= ABOUT THIS EXERCISE =
Within the listing, how many lines include "high"? Please answer with a bare number.

INPUT: Begin

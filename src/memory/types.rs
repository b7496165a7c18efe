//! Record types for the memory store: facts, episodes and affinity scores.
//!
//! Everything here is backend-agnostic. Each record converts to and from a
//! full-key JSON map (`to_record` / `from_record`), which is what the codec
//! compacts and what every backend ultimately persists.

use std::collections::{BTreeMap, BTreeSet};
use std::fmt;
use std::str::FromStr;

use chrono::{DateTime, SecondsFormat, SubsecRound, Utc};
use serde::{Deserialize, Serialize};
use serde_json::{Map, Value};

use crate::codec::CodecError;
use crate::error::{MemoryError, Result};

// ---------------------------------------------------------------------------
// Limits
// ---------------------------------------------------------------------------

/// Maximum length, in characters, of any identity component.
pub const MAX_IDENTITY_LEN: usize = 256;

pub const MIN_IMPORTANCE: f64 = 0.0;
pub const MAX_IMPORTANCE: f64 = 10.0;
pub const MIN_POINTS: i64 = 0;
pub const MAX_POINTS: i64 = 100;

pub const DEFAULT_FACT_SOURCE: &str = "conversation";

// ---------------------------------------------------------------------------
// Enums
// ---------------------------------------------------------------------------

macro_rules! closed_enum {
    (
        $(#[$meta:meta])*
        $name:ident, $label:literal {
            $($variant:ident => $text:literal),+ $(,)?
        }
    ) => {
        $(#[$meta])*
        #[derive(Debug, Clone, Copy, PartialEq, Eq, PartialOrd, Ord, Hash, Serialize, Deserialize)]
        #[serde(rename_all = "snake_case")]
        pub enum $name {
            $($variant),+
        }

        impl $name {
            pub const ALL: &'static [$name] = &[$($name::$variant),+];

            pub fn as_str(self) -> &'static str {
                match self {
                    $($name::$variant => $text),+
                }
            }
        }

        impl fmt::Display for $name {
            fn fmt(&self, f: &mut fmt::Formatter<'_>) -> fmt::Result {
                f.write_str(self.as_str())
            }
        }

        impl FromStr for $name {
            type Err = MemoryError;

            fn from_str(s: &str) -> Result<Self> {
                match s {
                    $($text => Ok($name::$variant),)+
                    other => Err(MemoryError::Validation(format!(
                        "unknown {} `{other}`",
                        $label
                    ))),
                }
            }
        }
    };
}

INPUT: End
INPUT: Begin

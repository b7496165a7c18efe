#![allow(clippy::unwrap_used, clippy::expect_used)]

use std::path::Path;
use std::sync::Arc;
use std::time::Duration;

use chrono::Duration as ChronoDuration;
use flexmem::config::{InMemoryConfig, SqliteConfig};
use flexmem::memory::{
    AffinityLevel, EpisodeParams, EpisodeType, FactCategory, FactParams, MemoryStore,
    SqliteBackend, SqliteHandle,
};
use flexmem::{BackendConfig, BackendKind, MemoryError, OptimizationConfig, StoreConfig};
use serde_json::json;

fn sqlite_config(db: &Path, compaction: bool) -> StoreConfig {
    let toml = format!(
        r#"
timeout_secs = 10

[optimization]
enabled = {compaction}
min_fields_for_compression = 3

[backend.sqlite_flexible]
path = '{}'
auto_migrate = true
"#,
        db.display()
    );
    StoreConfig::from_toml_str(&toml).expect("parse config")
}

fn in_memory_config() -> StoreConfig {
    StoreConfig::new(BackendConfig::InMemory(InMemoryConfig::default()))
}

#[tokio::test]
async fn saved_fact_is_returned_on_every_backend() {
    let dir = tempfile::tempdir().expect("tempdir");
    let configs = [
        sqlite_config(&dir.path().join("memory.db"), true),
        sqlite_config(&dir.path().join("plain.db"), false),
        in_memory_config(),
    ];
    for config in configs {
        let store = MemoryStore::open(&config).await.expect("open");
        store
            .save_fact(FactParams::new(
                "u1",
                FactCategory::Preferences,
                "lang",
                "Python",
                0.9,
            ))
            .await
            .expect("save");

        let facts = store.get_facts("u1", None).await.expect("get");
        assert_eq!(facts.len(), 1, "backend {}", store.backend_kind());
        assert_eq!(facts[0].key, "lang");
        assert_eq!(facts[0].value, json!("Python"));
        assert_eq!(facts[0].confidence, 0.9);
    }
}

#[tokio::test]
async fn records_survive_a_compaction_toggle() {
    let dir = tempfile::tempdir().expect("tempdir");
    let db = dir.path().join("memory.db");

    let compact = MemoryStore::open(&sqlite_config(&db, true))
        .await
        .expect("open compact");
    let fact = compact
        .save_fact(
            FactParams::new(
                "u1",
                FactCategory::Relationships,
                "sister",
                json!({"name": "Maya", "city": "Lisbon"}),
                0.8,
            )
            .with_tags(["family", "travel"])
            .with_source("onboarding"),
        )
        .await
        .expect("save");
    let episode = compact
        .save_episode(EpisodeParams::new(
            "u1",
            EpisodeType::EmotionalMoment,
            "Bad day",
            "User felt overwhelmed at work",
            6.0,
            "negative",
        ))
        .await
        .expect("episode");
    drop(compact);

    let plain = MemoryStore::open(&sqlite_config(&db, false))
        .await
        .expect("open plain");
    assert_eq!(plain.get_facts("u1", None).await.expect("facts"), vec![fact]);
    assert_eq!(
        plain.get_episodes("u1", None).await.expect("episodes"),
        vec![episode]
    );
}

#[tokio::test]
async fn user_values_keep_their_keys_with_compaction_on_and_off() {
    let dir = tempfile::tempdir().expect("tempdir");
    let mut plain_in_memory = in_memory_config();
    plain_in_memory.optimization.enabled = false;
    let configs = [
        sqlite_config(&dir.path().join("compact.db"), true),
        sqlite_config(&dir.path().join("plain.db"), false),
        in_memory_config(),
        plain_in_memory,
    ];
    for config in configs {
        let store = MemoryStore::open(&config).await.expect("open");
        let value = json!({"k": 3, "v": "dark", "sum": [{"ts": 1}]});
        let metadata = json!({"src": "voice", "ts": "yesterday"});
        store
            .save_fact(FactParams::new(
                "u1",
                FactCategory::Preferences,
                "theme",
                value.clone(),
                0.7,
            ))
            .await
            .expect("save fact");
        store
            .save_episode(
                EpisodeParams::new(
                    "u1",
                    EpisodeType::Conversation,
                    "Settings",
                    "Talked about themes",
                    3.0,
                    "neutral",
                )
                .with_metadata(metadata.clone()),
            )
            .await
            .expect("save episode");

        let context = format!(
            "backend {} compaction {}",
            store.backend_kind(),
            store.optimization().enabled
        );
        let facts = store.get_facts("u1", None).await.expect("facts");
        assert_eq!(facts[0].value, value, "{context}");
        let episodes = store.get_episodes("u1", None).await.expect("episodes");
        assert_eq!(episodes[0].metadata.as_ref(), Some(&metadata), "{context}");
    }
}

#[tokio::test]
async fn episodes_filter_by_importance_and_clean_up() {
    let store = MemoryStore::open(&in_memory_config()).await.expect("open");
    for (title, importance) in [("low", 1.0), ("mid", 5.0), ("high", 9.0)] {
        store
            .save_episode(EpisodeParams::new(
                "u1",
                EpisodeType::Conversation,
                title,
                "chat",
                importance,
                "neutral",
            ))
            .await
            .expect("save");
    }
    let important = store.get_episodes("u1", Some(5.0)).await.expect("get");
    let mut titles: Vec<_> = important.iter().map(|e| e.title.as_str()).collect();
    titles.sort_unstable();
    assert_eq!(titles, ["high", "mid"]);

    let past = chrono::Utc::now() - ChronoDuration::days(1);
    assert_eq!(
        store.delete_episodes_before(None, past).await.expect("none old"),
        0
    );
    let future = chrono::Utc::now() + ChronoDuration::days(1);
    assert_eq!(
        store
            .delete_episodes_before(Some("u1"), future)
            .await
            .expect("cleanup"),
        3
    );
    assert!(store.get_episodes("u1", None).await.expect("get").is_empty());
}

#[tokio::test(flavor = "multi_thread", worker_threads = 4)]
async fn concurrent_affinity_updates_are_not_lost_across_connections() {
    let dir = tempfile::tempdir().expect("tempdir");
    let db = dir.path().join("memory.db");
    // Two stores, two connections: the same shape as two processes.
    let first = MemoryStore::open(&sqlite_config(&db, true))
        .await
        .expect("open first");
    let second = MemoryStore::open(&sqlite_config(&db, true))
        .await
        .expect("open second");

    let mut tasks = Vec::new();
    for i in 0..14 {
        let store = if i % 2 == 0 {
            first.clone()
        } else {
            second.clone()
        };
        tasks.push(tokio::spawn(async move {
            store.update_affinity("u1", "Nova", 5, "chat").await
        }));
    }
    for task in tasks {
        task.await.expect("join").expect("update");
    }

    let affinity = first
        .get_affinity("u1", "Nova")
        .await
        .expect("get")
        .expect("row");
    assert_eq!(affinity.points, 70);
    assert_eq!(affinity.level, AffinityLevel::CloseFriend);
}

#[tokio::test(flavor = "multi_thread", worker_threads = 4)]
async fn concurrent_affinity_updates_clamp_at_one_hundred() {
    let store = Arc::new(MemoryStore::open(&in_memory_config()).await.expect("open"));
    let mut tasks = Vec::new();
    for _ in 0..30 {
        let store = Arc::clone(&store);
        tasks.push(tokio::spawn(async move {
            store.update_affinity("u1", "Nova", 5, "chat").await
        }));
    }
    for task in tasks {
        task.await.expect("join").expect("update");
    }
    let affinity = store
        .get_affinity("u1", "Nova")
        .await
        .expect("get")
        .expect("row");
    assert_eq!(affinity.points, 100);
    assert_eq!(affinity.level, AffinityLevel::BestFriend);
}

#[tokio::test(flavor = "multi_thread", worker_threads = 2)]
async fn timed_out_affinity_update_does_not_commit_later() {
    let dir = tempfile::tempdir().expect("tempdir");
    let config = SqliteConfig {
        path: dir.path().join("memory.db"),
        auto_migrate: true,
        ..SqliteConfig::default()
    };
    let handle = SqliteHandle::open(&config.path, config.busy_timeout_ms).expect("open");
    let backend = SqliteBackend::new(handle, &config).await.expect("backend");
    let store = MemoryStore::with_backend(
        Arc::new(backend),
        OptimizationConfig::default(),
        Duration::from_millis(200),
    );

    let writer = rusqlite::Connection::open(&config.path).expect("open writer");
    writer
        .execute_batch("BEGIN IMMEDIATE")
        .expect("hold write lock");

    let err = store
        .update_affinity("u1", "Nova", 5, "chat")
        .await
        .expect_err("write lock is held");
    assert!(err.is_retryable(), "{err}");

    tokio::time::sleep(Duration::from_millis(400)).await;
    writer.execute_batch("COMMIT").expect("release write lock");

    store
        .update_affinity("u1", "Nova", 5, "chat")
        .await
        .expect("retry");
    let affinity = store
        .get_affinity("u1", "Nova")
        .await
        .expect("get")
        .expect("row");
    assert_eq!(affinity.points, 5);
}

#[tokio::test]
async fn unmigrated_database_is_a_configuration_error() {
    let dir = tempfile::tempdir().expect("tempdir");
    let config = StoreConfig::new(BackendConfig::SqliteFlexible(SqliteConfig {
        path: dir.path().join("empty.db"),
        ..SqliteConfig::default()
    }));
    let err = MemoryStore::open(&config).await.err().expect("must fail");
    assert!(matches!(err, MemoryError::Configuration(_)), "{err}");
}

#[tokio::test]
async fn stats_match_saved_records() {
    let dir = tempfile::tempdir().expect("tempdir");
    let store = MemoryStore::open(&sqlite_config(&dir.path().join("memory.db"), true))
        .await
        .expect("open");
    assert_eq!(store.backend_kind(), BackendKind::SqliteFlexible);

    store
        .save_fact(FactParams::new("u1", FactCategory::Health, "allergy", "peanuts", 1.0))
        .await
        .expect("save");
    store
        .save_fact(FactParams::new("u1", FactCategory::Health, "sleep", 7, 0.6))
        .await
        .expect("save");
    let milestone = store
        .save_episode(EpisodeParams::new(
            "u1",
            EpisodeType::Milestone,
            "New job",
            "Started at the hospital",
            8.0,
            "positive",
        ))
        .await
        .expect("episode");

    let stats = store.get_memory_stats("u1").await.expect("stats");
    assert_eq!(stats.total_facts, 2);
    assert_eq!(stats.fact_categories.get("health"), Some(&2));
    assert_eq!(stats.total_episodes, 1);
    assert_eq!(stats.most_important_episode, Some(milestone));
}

INPUT: End

= OUTPUT FOR THIS TASK =
2